TASK DESCRIPTION: Going through the entries below, tally the lines that hold the word "Access" and state the result alone.

^^^^

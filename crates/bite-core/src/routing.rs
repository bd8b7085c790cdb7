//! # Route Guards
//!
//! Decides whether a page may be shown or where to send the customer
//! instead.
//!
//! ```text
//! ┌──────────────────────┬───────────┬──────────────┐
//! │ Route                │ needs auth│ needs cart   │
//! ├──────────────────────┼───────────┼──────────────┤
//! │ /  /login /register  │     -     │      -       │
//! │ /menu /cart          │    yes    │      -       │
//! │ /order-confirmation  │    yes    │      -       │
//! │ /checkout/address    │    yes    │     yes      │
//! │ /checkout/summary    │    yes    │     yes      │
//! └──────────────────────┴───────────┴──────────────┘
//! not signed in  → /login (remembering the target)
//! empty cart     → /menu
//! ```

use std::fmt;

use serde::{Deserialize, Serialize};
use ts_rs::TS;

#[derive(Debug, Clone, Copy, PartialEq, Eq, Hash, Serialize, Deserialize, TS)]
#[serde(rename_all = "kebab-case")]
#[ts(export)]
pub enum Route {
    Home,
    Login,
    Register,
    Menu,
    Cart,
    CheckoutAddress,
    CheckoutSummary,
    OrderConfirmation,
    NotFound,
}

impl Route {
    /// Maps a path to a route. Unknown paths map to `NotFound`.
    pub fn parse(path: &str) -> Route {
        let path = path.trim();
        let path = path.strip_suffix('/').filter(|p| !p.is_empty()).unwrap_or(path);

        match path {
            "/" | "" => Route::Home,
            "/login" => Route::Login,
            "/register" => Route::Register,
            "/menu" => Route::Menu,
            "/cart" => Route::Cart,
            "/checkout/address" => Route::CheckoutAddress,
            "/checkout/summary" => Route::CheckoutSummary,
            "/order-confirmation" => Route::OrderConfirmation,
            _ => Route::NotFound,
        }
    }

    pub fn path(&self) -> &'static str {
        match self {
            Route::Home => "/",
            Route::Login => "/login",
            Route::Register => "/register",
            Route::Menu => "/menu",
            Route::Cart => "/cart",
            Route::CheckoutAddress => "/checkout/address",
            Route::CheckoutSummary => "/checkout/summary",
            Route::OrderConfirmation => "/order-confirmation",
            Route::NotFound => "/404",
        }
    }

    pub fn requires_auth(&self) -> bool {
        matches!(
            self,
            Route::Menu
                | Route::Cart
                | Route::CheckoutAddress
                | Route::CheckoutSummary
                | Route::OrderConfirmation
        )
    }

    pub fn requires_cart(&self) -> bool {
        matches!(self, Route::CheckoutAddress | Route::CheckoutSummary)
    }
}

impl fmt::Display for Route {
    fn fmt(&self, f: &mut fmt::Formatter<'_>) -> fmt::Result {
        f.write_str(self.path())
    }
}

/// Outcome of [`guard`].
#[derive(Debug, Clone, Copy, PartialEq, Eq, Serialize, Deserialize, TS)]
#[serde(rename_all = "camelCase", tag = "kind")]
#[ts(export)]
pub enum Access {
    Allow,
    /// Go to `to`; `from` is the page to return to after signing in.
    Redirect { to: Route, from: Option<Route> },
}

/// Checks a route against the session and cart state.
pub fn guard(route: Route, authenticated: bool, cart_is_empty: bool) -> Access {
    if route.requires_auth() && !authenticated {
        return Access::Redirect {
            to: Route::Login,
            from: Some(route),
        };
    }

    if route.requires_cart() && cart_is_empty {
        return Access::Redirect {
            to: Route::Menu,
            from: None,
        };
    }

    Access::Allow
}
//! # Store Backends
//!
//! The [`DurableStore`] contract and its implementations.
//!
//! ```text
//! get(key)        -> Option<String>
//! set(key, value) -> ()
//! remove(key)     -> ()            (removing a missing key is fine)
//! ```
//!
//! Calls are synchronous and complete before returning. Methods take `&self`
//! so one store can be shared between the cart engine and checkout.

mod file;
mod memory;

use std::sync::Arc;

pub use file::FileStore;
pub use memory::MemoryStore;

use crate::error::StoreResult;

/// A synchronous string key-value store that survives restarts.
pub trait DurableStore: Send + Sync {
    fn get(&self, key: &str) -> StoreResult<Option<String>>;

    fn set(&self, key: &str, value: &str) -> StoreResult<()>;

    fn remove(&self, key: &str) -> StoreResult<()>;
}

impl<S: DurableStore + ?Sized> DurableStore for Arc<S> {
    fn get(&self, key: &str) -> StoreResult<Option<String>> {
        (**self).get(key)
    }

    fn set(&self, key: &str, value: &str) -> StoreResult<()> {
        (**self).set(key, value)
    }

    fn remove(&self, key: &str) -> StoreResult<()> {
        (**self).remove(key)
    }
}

^^^^

RESPONSE AREA: 5